### WHAT IS EXPECTED
Where the records below show the word "filename" in a line, please copy that line.

---------- TASK DATA

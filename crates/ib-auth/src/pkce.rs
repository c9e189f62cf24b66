//! PKCE (Proof Key for Code Exchange) implementation per RFC 7636
//!
//! Generates the code verifier and S256 challenge used during the OAuth
//! authorization flow. The verifier is kept in token storage between the
//! authorization redirect and the code exchange; the challenge travels in the
//! authorization URL so the server can bind the exchange to this client.

use base64::Engine;
use base64::engine::general_purpose::URL_SAFE_NO_PAD;
use common::Secret;
use rand::RngExt;
use sha2::{Digest, Sha256};

/// Random bytes behind each verifier. 32 bytes encode to 43 base64url
/// characters, the RFC 7636 minimum length.
const VERIFIER_BYTES: usize = 32;

/// Random bytes behind each `state` value.
const STATE_BYTES: usize = 16;

const MIN_VERIFIER_LEN: usize = 43;
const MAX_VERIFIER_LEN: usize = 128;

/// A verifier and the challenge derived from it.
#[derive(Debug, Clone)]
pub struct PkcePair {
    pub verifier: Secret<String>,
    pub challenge: String,
}

impl PkcePair {
    /// Generate a fresh verifier and its S256 challenge.
    pub fn generate() -> Self {
        let verifier = generate_verifier();
        let challenge = compute_challenge(&verifier);
        Self {
            verifier: Secret::new(verifier),
            challenge,
        }
    }
}

/// Generate a cryptographically random PKCE code verifier.
///
/// 32 bytes from the thread-local CSPRNG, encoded as URL-safe base64 without
/// padding (43 characters).
pub fn generate_verifier() -> String {
    random_urlsafe::<VERIFIER_BYTES>()
}

/// Compute the S256 code challenge from a verifier.
///
/// `challenge = BASE64URL(SHA256(ASCII(verifier)))`
pub fn compute_challenge(verifier: &str) -> String {
    let hash = Sha256::digest(verifier.as_bytes());
    URL_SAFE_NO_PAD.encode(hash)
}

/// Generate an unpredictable `state` value for CSRF protection.
pub fn generate_state() -> String {
    random_urlsafe::<STATE_BYTES>()
}

/// Whether `verifier` satisfies RFC 7636: 43-128 characters drawn from
/// `[A-Z] / [a-z] / [0-9] / "-" / "." / "_" / "~"`.
pub fn is_valid_verifier(verifier: &str) -> bool {
    (MIN_VERIFIER_LEN..=MAX_VERIFIER_LEN).contains(&verifier.len())
        && verifier
            .bytes()
            .all(|b| b.is_ascii_alphanumeric() || matches!(b, b'-' | b'.' | b'_' | b'~'))
}

fn random_urlsafe<const N: usize>() -> String {
    let mut bytes = [0u8; N];
    rand::rng().fill(&mut bytes);
    URL_SAFE_NO_PAD.encode(bytes)
}
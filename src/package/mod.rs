//! Package formatters.
//!
//! Every backend consumes the staged tree (or, for DEB, the per-module
//! outputs selected by the same gates) and writes only under `build/`.
//! A failing backend never removes the staged tree or another backend's
//! output.

pub mod bundle;
pub mod deb;
pub mod gppkg;
pub mod rpm;
pub mod tarball;

pub use bundle::ArtifactMetadata;
pub use deb::DebArtifact;
pub use gppkg::GppkgArtifact;
pub use rpm::RpmArtifact;
pub use tarball::TarArtifact;
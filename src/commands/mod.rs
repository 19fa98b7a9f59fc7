//! CLI command handlers.
//!
//! Each submodule handles one group of subcommands:
//! - `build` - build, install and test modules
//! - `clean` - clean modules and remove `build/`
//! - `package` - stage and produce release artifacts
//! - `preflight` - check host tools and repository inputs
//!
//! Most handlers take a [`Session`], which carries everything resolved once
//! per invocation: configuration, build paths, platform facts and gates.
//! `clean` and `preflight` take the configuration alone.

pub mod build;
pub mod clean;
pub mod package;
mod preflight;

pub use build::{cmd_build, cmd_install, cmd_test, BuildTarget, InstallTarget};
pub use clean::cmd_clean;
pub use package::{cmd_package, PackageOutput, PackageTarget};
pub use preflight::cmd_preflight;

use crate::config::Config;
use crate::error::Result;
use crate::executor::BuildExecutor;
use crate::facts::{self, PlatformFacts};
use crate::gate::FeatureGates;
use crate::layout::BuildLayout;
use crate::module::ModuleRunner;

/// State shared by every handler in one invocation.
pub struct Session {
    pub config: Config,
    pub layout: BuildLayout,
    pub facts: PlatformFacts,
    pub gates: FeatureGates,
    runner: Box<dyn ModuleRunner>,
}

impl Session {
    /// Resolve platform facts and evaluate gates.
    ///
    /// Fails with an environment error before anything is written.
    pub fn open(config: Config, runner: Box<dyn ModuleRunner>) -> Result<Self> {
        let layout = BuildLayout::new(&config.repo_root);
        let facts = facts::resolve(&config, &layout)?;
        Ok(Self::with_facts(config, facts, runner))
    }

    /// Build a session from already-known facts.
    pub fn with_facts(config: Config, facts: PlatformFacts, runner: Box<dyn ModuleRunner>) -> Self {
        let layout = BuildLayout::new(&config.repo_root);
        let gates = FeatureGates::evaluate(&facts);
        tracing::debug!(
            ?facts,
            fdw_build = gates.fdw_build.is_active(),
            fdw_package = gates.fdw_package.is_active(),
            "session opened"
        );
        Self {
            config,
            layout,
            facts,
            gates,
            runner,
        }
    }

    pub fn executor(&self) -> BuildExecutor<'_> {
        BuildExecutor::new(self.runner.as_ref(), &self.gates)
    }
}
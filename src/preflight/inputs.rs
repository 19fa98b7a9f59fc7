//! Repository input checks.
//!
//! Installers must start with a shebang and templates must still carry
//! their placeholders; existence alone is not enough.

use std::fs;
use std::path::Path;

use crate::layout::BuildLayout;
use crate::module;
use crate::package::{deb, gppkg, rpm};
use crate::stage::Installer;

use super::types::CheckResult;

pub fn check_version_file(layout: &BuildLayout) -> Vec<CheckResult> {
    let path = layout.version_file();
    let result = match fs::read_to_string(&path) {
        Err(e) => CheckResult::fail("version", format!("Cannot read {}: {}", path.display(), e)),
        Ok(content) => {
            let version = content.trim();
            if version.is_empty() {
                CheckResult::fail("version", "File is empty")
            } else if version.contains(char::is_whitespace) {
                CheckResult::fail("version", format!("'{}' contains whitespace", version))
            } else {
                CheckResult::pass("version", version)
            }
        }
    };
    vec![result]
}

/// Each module directory must carry a makefile.
pub fn check_modules(layout: &BuildLayout) -> Vec<CheckResult> {
    module::modules()
        .iter()
        .map(|m| {
            let dir = m.source_path(layout.repo_root());
            if dir.join("Makefile").is_file() || dir.join("makefile").is_file() {
                CheckResult::pass(m.name, dir.display().to_string())
            } else {
                CheckResult::fail(m.name, format!("No Makefile in {}", dir.display()))
            }
        })
        .collect()
}

pub fn check_package_inputs(layout: &BuildLayout) -> Vec<CheckResult> {
    let package = layout.package_dir();
    let mut results = Vec::new();

    // The binary installer goes into every tarball; the others only into bundles
    for installer in [Installer::Binary, Installer::Rpm, Installer::Deb] {
        let name = format!("package/{}", installer.file_name());
        let required = installer == Installer::Binary;
        results.push(match validate_installer(&installer.source(layout)) {
            Ok(lines) => CheckResult::pass(&name, format!("{} lines", lines)),
            Err(e) => CheckResult::missing(&name, required, e),
        });
    }

    let templates: [(&str, &[&str]); 3] = [
        (rpm::SPEC_TEMPLATE, &["@NAME@", "@VERSION@", "@RELEASE@"]),
        (
            "DEBIAN/control",
            &["%NAME%", "%VERSION%", "%ARCH%", deb::OS_TAG_FIELD],
        ),
        (gppkg::SPEC_TEMPLATE, &["#arch", "#os", "#gpver"]),
    ];
    for (file, placeholders) in templates {
        let name = format!("package/{}", file);
        results.push(match validate_template(&package.join(file), placeholders) {
            Ok(()) => CheckResult::pass(&name, "placeholders present"),
            Err(e) => CheckResult::warn(&name, e),
        });
    }

    results
}

fn validate_installer(path: &Path) -> Result<usize, String> {
    let content = fs::read_to_string(path).map_err(|e| format!("Cannot read: {}", e))?;
    let first = content.lines().next().unwrap_or_default();
    if !first.starts_with("#!") {
        return Err("No shebang - not an executable script".to_string());
    }
    Ok(content.lines().count())
}

fn validate_template(path: &Path, placeholders: &[&str]) -> Result<(), String> {
    let content = fs::read_to_string(path).map_err(|e| format!("Cannot read: {}", e))?;
    let missing: Vec<&str> = placeholders
        .iter()
        .copied()
        .filter(|p| !content.contains(p))
        .collect();
    if missing.is_empty() {
        Ok(())
    } else {
        Err(format!("missing placeholders: {}", missing.join(", ")))
    }
}

#[cfg(test)]
mod tests {
    use super::*;
    use crate::preflight::CheckStatus;

    #[test]
    fn test_version_file_checks() {
        let dir = tempfile::tempdir().unwrap();
        let layout = BuildLayout::new(dir.path());

        assert_eq!(check_version_file(&layout)[0].status, CheckStatus::Fail);

        fs::write(layout.version_file(), "1.2 3\n").unwrap();
        assert_eq!(check_version_file(&layout)[0].status, CheckStatus::Fail);

        fs::write(layout.version_file(), "1.2.3-SNAPSHOT\n").unwrap();
        let check = &check_version_file(&layout)[0];
        assert_eq!(check.status, CheckStatus::Pass);
        assert_eq!(check.details.as_deref(), Some("1.2.3-SNAPSHOT"));
    }

    #[test]
    fn test_module_makefiles() {
        let dir = tempfile::tempdir().unwrap();
        let layout = BuildLayout::new(dir.path());
        fs::create_dir_all(module::CLI.source_path(dir.path())).unwrap();
        fs::write(module::CLI.source_path(dir.path()).join("Makefile"), "all:\n").unwrap();

        let results = check_modules(&layout);
        let status = |name: &str| results.iter().find(|c| c.name == name).unwrap().status;
        assert_eq!(status("cli"), CheckStatus::Pass);
        assert_eq!(status("server"), CheckStatus::Fail);
    }

    #[test]
    fn test_package_inputs() {
        let dir = tempfile::tempdir().unwrap();
        let layout = BuildLayout::new(dir.path());
        let package = layout.package_dir();
        fs::create_dir_all(package.join("DEBIAN")).unwrap();
        fs::write(package.join("install_binary"), "#!/bin/sh\necho ok\n").unwrap();
        fs::write(package.join("install_rpm"), "echo no shebang\n").unwrap();
        fs::write(package.join("pxf.spec.in"), "Name: @NAME@\nVersion: @VERSION@\n").unwrap();

        let results = check_package_inputs(&layout);
        let status = |name: &str| results.iter().find(|c| c.name == name).unwrap().status;

        assert_eq!(status("package/install_binary"), CheckStatus::Pass);
        assert_eq!(status("package/install_rpm"), CheckStatus::Warn);
        assert_eq!(status("package/install_deb"), CheckStatus::Warn);
        // @RELEASE@ is missing
        assert_eq!(status("package/pxf.spec.in"), CheckStatus::Warn);
        assert_eq!(status("package/DEBIAN/control"), CheckStatus::Warn);
    }

    #[test]
    fn test_missing_binary_installer_fails() {
        let dir = tempfile::tempdir().unwrap();
        let layout = BuildLayout::new(dir.path());
        let results = check_package_inputs(&layout);
        let binary = results
            .iter()
            .find(|c| c.name == "package/install_binary")
            .unwrap();
        assert_eq!(binary.status, CheckStatus::Fail);
    }
}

--------------------

### SOLUTION FOR THIS EXERCISE
filename crates/ib-auth/src/pkce.rs
filename src/package/mod.rs
filename src/commands/mod.rs
filename src/preflight/inputs.rs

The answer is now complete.